Парадоксы тут неизбежны, и «Дьявол и Господь Бог» открывается как раз одним из самых ошеломляющих. Гёц поначалу вовсе не святоша, а напротив – заядлый богохульник. Бога предстоит, следовательно, изничтожить в душе иконоборца, который только и помышляет о том, чтобы припереть к стенке небесного Отца. Уж кто, кажется, дальше от богопочитания, чем состоящий на жалованье у одного из князей Гёц – глумливый сквернослов, распутник, полководец – бандит с большой дороги, клятвопреступник и в довершение всего почти братоубийца. В глазах Сартра, однако, сей «бич Божий» не слишком далеко ушел от благолепной веры. Он просто-напросто вывернул наизнанку все христианские заповеди, «не прелюбодействуй» заменил на «греши напропалую», «не сотвори себе кумира» – на «возведи себя в сан богоравного», «не убий» – на «бесчинствуй», «не поминай всуе» – на «богохульствуй»… В принципе же он остался таким же моральным догматиком, как и самый истый верующий. Религия тщится вывести некие вечные, неколебимые, высеченные на скрижалях заветы, предложить раз и навсегда неизменные рецепты поведения в изменчивых обстоятельствах. И «завет наоборот» – все та же догма, та же несвобода, преклоним ли мы колена перед Спасителем или Сатаной. Гёц, присвоив себе звание дьявола во плоти, не перестал быть рабом Всевышнего хотя бы по той простой причине, что взор его прикован к небесам, а не к земле, что он внутри, а не вне магнитного поля верооткровенной нравственности. Поэтому даже смятенному попу-расстриге Генриху, разрывающемуся между церковью, прислуживающей владыкам земным, и своей нищей паствой, – ничего не стоит сбить Гёца с толку, заметив, что злодеяния «фанфарона порока» на свой вывихнутый лад есть служба небесному хозяину, устроившему вселенную так, чтобы земля была юдолью несправедливости и смердела своими гнойниками до самых звезд. Гёц – одна из овец послушного стада Господнего, только обрядившаяся в волчью шкуру.
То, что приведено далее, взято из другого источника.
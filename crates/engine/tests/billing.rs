use chrono::{NaiveDate, Utc};
use sea_orm::{ConnectionTrait, Database, Statement};

use engine::{BillingCycle, Engine, SubscriptionDraft, SubscriptionStatus};
use migration::MigratorTrait;

async fn engine_with_user() -> Engine {
    let db = Database::connect("sqlite::memory:").await.unwrap();
    migration::Migrator::up(&db, None).await.unwrap();
    let backend = db.get_database_backend();
    db.execute(Statement::from_sql_and_values(
        backend,
        "INSERT INTO users (username, password) VALUES (?, ?)",
        vec!["alice".into(), "password".into()],
    ))
    .await
    .unwrap();
    Engine::builder().database(db).build()
}

fn date(y: i32, m: u32, d: u32) -> chrono::DateTime<Utc> {
    NaiveDate::from_ymd_opt(y, m, d)
        .unwrap()
        .and_hms_opt(0, 0, 0)
        .unwrap()
        .and_utc()
}

fn netflix(next_payment_date: chrono::DateTime<Utc>) -> SubscriptionDraft {
    SubscriptionDraft {
        name: "Netflix".to_string(),
        amount: 1490,
        currency: None,
        billing_cycle: BillingCycle::Monthly,
        next_payment_date,
        category: "entertainment".to_string(),
        status: None,
    }
}

#[tokio::test]
async fn due_subscription_is_charged_once_per_cycle() {
    let engine = engine_with_user().await;
    engine
        .create_subscription("alice", netflix(date(2024, 1, 1)))
        .await
        .unwrap();

    let now = date(2024, 1, 15);
    let processed = engine.process_due_subscriptions(now).await.unwrap();
    assert_eq!(processed, vec!["Netflix".to_string()]);

    // The charge landed in the ledger, dated to the run.
    let page = engine.list_transactions("alice", 1, None).await.unwrap();
    assert_eq!(page.transactions.len(), 1);
    let (charge, _) = &page.transactions[0];
    assert_eq!(charge.amount, 1490);
    assert!(charge.is_expense);
    assert_eq!(charge.category, "entertainment");
    assert_eq!(charge.date, now);

    // And the schedule advanced one calendar month.
    let subs = engine.list_subscriptions("alice").await.unwrap();
    assert_eq!(subs[0].next_payment_date, date(2024, 2, 1));

    // A second run in the same cycle is a no-op.
    let processed = engine.process_due_subscriptions(now).await.unwrap();
    assert!(processed.is_empty());
    let page = engine.list_transactions("alice", 1, None).await.unwrap();
    assert_eq!(page.metadata.total_count, 1);
}

#[tokio::test]
async fn cancelled_and_future_subscriptions_are_skipped() {
    let engine = engine_with_user().await;

    let mut cancelled = netflix(date(2024, 1, 1));
    cancelled.name = "Gym".to_string();
    cancelled.status = Some(SubscriptionStatus::Cancelled);
    engine.create_subscription("alice", cancelled).await.unwrap();

    let mut future = netflix(date(2024, 6, 1));
    future.name = "Hosting".to_string();
    engine.create_subscription("alice", future).await.unwrap();

    let processed = engine
        .process_due_subscriptions(date(2024, 1, 15))
        .await
        .unwrap();
    assert!(processed.is_empty());

    let page = engine.list_transactions("alice", 1, None).await.unwrap();
    assert!(page.transactions.is_empty());
}

#[tokio::test]
async fn yearly_subscription_advances_a_full_year() {
    let engine = engine_with_user().await;

    let mut domain = netflix(date(2024, 2, 29));
    domain.name = "Domain".to_string();
    domain.billing_cycle = BillingCycle::Yearly;
    engine.create_subscription("alice", domain).await.unwrap();

    engine
        .process_due_subscriptions(date(2024, 3, 1))
        .await
        .unwrap();

    let subs = engine.list_subscriptions("alice").await.unwrap();
    // Leap day clamps to the 28th in the non-leap target year.
    assert_eq!(subs[0].next_payment_date, date(2025, 2, 28));
}

#[tokio::test]
async fn a_lagging_subscription_catches_up_one_cycle_per_run() {
    let engine = engine_with_user().await;
    engine
        .create_subscription("alice", netflix(date(2024, 1, 1)))
        .await
        .unwrap();

    let now = date(2024, 3, 10);
    engine.process_due_subscriptions(now).await.unwrap();
    let subs = engine.list_subscriptions("alice").await.unwrap();
    assert_eq!(subs[0].next_payment_date, date(2024, 2, 1));

    // Still behind, so the next run charges again.
    let processed = engine.process_due_subscriptions(now).await.unwrap();
    assert_eq!(processed.len(), 1);
    let subs = engine.list_subscriptions("alice").await.unwrap();
    assert_eq!(subs[0].next_payment_date, date(2024, 3, 1));
}

#[tokio::test]
async fn subscription_crud_roundtrip() {
    let engine = engine_with_user().await;
    let created = engine
        .create_subscription("alice", netflix(date(2024, 1, 1)))
        .await
        .unwrap();
    assert_eq!(created.currency, "JPY");
    assert_eq!(created.status, SubscriptionStatus::Active);

    let mut updated = netflix(date(2024, 1, 1));
    updated.amount = 1980;
    updated.status = Some(SubscriptionStatus::Cancelled);
    engine
        .update_subscription("alice", &created.id.to_string(), updated)
        .await
        .unwrap();

    let subs = engine.list_subscriptions("alice").await.unwrap();
    assert_eq!(subs[0].amount, 1980);
    assert_eq!(subs[0].status, SubscriptionStatus::Cancelled);

    engine
        .delete_subscription("alice", &created.id.to_string())
        .await
        .unwrap();
    assert!(engine.list_subscriptions("alice").await.unwrap().is_empty());
}
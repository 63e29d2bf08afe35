//! Transaction primitives.
//!
//! A `Transaction` is a single income or expense record. The amount is always
//! a positive integer in minor currency units; direction is carried by
//! `is_expense`, never by the amount's sign.

use chrono::{DateTime, Utc};
use sea_orm::{ActiveValue, entity::prelude::*};
use serde::{Deserialize, Serialize};
use uuid::Uuid;

use crate::{EngineError, ResultEngine};

#[derive(Clone, Debug, PartialEq, Eq, Serialize, Deserialize)]
pub struct Transaction {
    pub id: Uuid,
    pub user_id: String,
    pub amount: i64,
    pub description: String,
    pub is_expense: bool,
    /// Legacy category slug; always populated, also for rows that carry a
    /// resolved `category_id`.
    pub category: String,
    pub category_id: Option<Uuid>,
    pub date: DateTime<Utc>,
    pub created_at: DateTime<Utc>,
    pub updated_at: DateTime<Utc>,
}

impl Transaction {
    #[allow(clippy::too_many_arguments)]
    pub fn new(
        user_id: String,
        amount: i64,
        description: String,
        category: String,
        category_id: Option<Uuid>,
        date: DateTime<Utc>,
        is_expense: bool,
        now: DateTime<Utc>,
    ) -> ResultEngine<Self> {
        if amount <= 0 {
            return Err(EngineError::InvalidInput("amount must be > 0".to_string()));
        }
        Ok(Self {
            id: Uuid::new_v4(),
            user_id,
            amount,
            description,
            is_expense,
            category,
            category_id,
            date,
            created_at: now,
            updated_at: now,
        })
    }
}

#[derive(Clone, Debug, PartialEq, DeriveEntityModel)]
#[sea_orm(table_name = "transactions")]
pub struct Model {
    #[sea_orm(primary_key, auto_increment = false)]
    pub id: String,
    pub user_id: String,
    pub amount: i64,
    pub description: String,
    pub is_expense: bool,
    pub category: String,
    pub category_id: Option<String>,
    pub date: DateTimeUtc,
    pub created_at: DateTimeUtc,
    pub updated_at: DateTimeUtc,
}

#[derive(Copy, Clone, Debug, EnumIter, DeriveRelation)]
pub enum Relation {
    #[sea_orm(
        belongs_to = "super::categories::Entity",
        from = "Column::CategoryId",
        to = "super::categories::Column::Id",
        on_update = "NoAction",
        on_delete = "SetNull"
    )]
    Categories,
}

impl Related<super::categories::Entity> for Entity {
    fn to() -> RelationDef {
        Relation::Categories.def()
    }
}

impl ActiveModelBehavior for ActiveModel {}

impl From<&Transaction> for ActiveModel {
    fn from(tx: &Transaction) -> Self {
        Self {
            id: ActiveValue::Set(tx.id.to_string()),
            user_id: ActiveValue::Set(tx.user_id.clone()),
            amount: ActiveValue::Set(tx.amount),
            description: ActiveValue::Set(tx.description.clone()),
            is_expense: ActiveValue::Set(tx.is_expense),
            category: ActiveValue::Set(tx.category.clone()),
            category_id: ActiveValue::Set(tx.category_id.map(|id| id.to_string())),
            date: ActiveValue::Set(tx.date),
            created_at: ActiveValue::Set(tx.created_at),
            updated_at: ActiveValue::Set(tx.updated_at),
        }
    }
}

impl TryFrom<Model> for Transaction {
    type Error = EngineError;

    fn try_from(model: Model) -> Result<Self, Self::Error> {
        Ok(Self {
            id: Uuid::parse_str(&model.id)
                .map_err(|_| EngineError::KeyNotFound("transaction not exists".to_string()))?,
            user_id: model.user_id,
            amount: model.amount,
            description: model.description,
            is_expense: model.is_expense,
            category: model.category,
            category_id: model.category_id.and_then(|s| Uuid::parse_str(&s).ok()),
            date: model.date,
            created_at: model.created_at,
            updated_at: model.updated_at,
        })
    }
}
Отсюда – предельная озлобленность, надрыв в богохульстве Гёца: самого себя оно сокрушенно переживает как отпадение от блаженства и изнутри насквозь расщеплено, несчастно. Ноша бунта для этих, как выясняется, хлипких плеч почти непосильна, поскольку Гёц так и не научился толком ходить по земле самостоятельно, без костылей священного, думать без божественных координат. У него все та же отправная точка отсчета, только со знаком минус: вместо Творца, обожаемого тварью, – Творец, ей ненавистный. А это влечет за собой выворачивание наизнанку и всех прочих одежек мысли. На место запрета попадает своеволие, на место пребывания в благодати – изгойство, на место Провидения произвол случая. Но, все так же завороженный небесами, ум по-прежнему находит свою пищу в первую очередь там, только испытывает перед ней не благоговение, а ярость.
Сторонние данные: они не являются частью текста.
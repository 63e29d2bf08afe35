//! Pure aggregation over in-memory transaction sets.
//!
//! Inputs are already scoped to one user (and date-filtered by the caller
//! where needed). No I/O, no error path: malformed records degrade to
//! zero/omitted buckets instead of failing.

use std::collections::{BTreeMap, HashMap};

use chrono::{DateTime, Utc};
use serde::{Deserialize, Serialize};

use crate::Transaction;

/// Income/expense totals for a period.
#[derive(Clone, Copy, Debug, Default, PartialEq, Eq, Serialize, Deserialize)]
pub struct PeriodSummary {
    pub total_income: i64,
    pub total_expense: i64,
    pub balance: i64,
}

/// Per-category expense total, for pie-chart style views.
#[derive(Clone, Debug, PartialEq, Eq, Serialize, Deserialize)]
pub struct CategoryStat {
    pub category: String,
    pub amount: i64,
}

/// Per-calendar-month income/expense totals, for bar-chart style views.
#[derive(Clone, Debug, PartialEq, Eq, Serialize, Deserialize)]
pub struct MonthlyStat {
    pub month: String,
    pub income: i64,
    pub expense: i64,
}

/// Formats a date as the canonical `YYYY-MM` bucket key.
///
/// Uses the timestamp's own calendar fields; no timezone conversion.
pub fn month_key(date: &DateTime<Utc>) -> String {
    date.format("%Y-%m").to_string()
}

/// Sums income and expense totals over the whole input.
pub fn period_summary(transactions: &[Transaction]) -> PeriodSummary {
    let total_income: i64 = transactions
        .iter()
        .filter(|t| !t.is_expense)
        .map(|t| t.amount)
        .sum();
    let total_expense: i64 = transactions
        .iter()
        .filter(|t| t.is_expense)
        .map(|t| t.amount)
        .sum();

    PeriodSummary {
        total_income,
        total_expense,
        balance: total_income - total_expense,
    }
}

/// Groups expense transactions by category and sums their amounts.
///
/// The group key is the resolved category id when present, else the legacy
/// slug; a transaction never contributes to both. Result is sorted descending
/// by amount, ties kept in first-encountered order.
pub fn category_breakdown(transactions: &[Transaction]) -> Vec<CategoryStat> {
    let mut stats: Vec<CategoryStat> = Vec::new();
    let mut index: HashMap<String, usize> = HashMap::new();

    for tx in transactions.iter().filter(|t| t.is_expense) {
        let key = match tx.category_id {
            Some(id) => id.to_string(),
            None => tx.category.clone(),
        };
        match index.get(&key) {
            Some(&at) => stats[at].amount += tx.amount,
            None => {
                index.insert(key.clone(), stats.len());
                stats.push(CategoryStat {
                    category: key,
                    amount: tx.amount,
                });
            }
        }
    }

    // Stable sort keeps insertion order for equal amounts.
    stats.sort_by(|a, b| b.amount.cmp(&a.amount));
    stats
}

/// Buckets all transactions by calendar month, summing both directions
/// independently. Months without transactions are omitted; output is sorted
/// ascending by month key and independent of input order.
pub fn monthly_trends(transactions: &[Transaction]) -> Vec<MonthlyStat> {
    let mut buckets: BTreeMap<String, (i64, i64)> = BTreeMap::new();

    for tx in transactions {
        let entry = buckets.entry(month_key(&tx.date)).or_insert((0, 0));
        if tx.is_expense {
            entry.1 += tx.amount;
        } else {
            entry.0 += tx.amount;
        }
    }

    buckets
        .into_iter()
        .map(|(month, (income, expense))| MonthlyStat {
            month,
            income,
            expense,
        })
        .collect()
}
Впрочем, в «Дьяволе и Господе Боге» Сартр не довольствуется указанием лишь на самообман такого изживания веры в вере же, но шиворот-навыворот. Гёц исступленный идолопоклонник Зла – Зла абсолютного и потому непременно с большой буквы, – не просто жертва рокового заблуждения, слепоты. Раньше Сартр, пожалуй, поставил бы точку, изрядно пощипав гордыню Гёца и доказав, как дважды два, логическую несообразность умозаключений подобного богоборчества – скорее антитеизма, чем атеизма. Теперь низвергателю, возомнившему о себе невесть что, уготовано и гораздо большее унижение: его просто тычут носом, как щенка, в те пакости, которыми оборачивается сатанинское повстанчество богомерзкого «трутня Господня». И сделает это просто булочник Насти: «Ты сеешь беспорядок, а беспорядок лучший слуга установленного порядка… Ты служишь… великим мира сего, Гёц, и всегда будешь служить. Бедные становятся беднее, богатые – богаче, а могущественные еще более могущественными». Сколько бы потом Гёц ни разглагольствовал, что он, мол, не чета прочим смертным, угроза всему Божьему устроению, а не червь земляной, что ему смешна муравьиная суета людишек, что, погубив тысячи жителей взятого города, он вроде бы распнет снова на кресте их надмирного заступника, сколько бы Гёц ни выворачивался с помощью словесных выкрутасов на тему «есть Бог и я, антихрист, все прочие – тени», – все равно ему не стереть клейма, которым отметил его здравомыслящий вождь восставших горожан: «княжеский холуй».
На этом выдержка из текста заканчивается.